*** Data excerpts Section Begins ***
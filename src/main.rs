use tracing_subscriber::{layer::SubscriberExt, util::SubscriberInitExt};

use api_rest::{AppState, DEFAULT_REST_ADDR};
use molar_core::{CoreConfig, patient_data_dir_from_env_value, storage_backend_from_env_value};

/// Main entry point for the Molar application
///
/// Loads `.env`, resolves configuration once and serves the REST API.
///
/// # Environment Variables
/// - `MOLAR_REST_ADDR`: REST server address (default: "0.0.0.0:3000")
/// - `PATIENT_DATA_DIR`: Directory for patient data storage (default: "patient_data")
/// - `STORAGE_BACKEND`: `file` or `memory` (default: "file")
/// - `API_KEY`: API key required in `x-api-key` when set
#[tokio::main]
async fn main() -> anyhow::Result<()> {
    dotenvy::dotenv().ok();

    tracing_subscriber::registry()
        .with(
            tracing_subscriber::EnvFilter::from_default_env()
                .add_directive("molar_core=info".parse()?)
                .add_directive("api_rest=info".parse()?),
        )
        .with(tracing_subscriber::fmt::layer())
        .init();

    let rest_addr = std::env::var("MOLAR_REST_ADDR").unwrap_or_else(|_| DEFAULT_REST_ADDR.into());

    let cfg = CoreConfig::new(
        patient_data_dir_from_env_value(std::env::var("PATIENT_DATA_DIR").ok()),
        storage_backend_from_env_value(std::env::var("STORAGE_BACKEND").ok())?,
    )?;

    tracing::info!("++ Starting Molar REST on {}", rest_addr);
    tracing::info!(
        "++ Using {} storage at {}",
        cfg.storage_backend(),
        cfg.patient_data_dir().display()
    );

    let state = AppState::from_config(&cfg, std::env::var("API_KEY").ok())?;
    api_rest::serve(&rest_addr, state).await
}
*** Data excerpts Section Ends ***
Brief ::
Among the lines of the data, which ones contain the word "AppState"? Show them.

Solution ::
use api_rest::{AppState, DEFAULT_REST_ADDR};
    let state = AppState::from_config(&cfg, std::env::var("API_KEY").ok())?;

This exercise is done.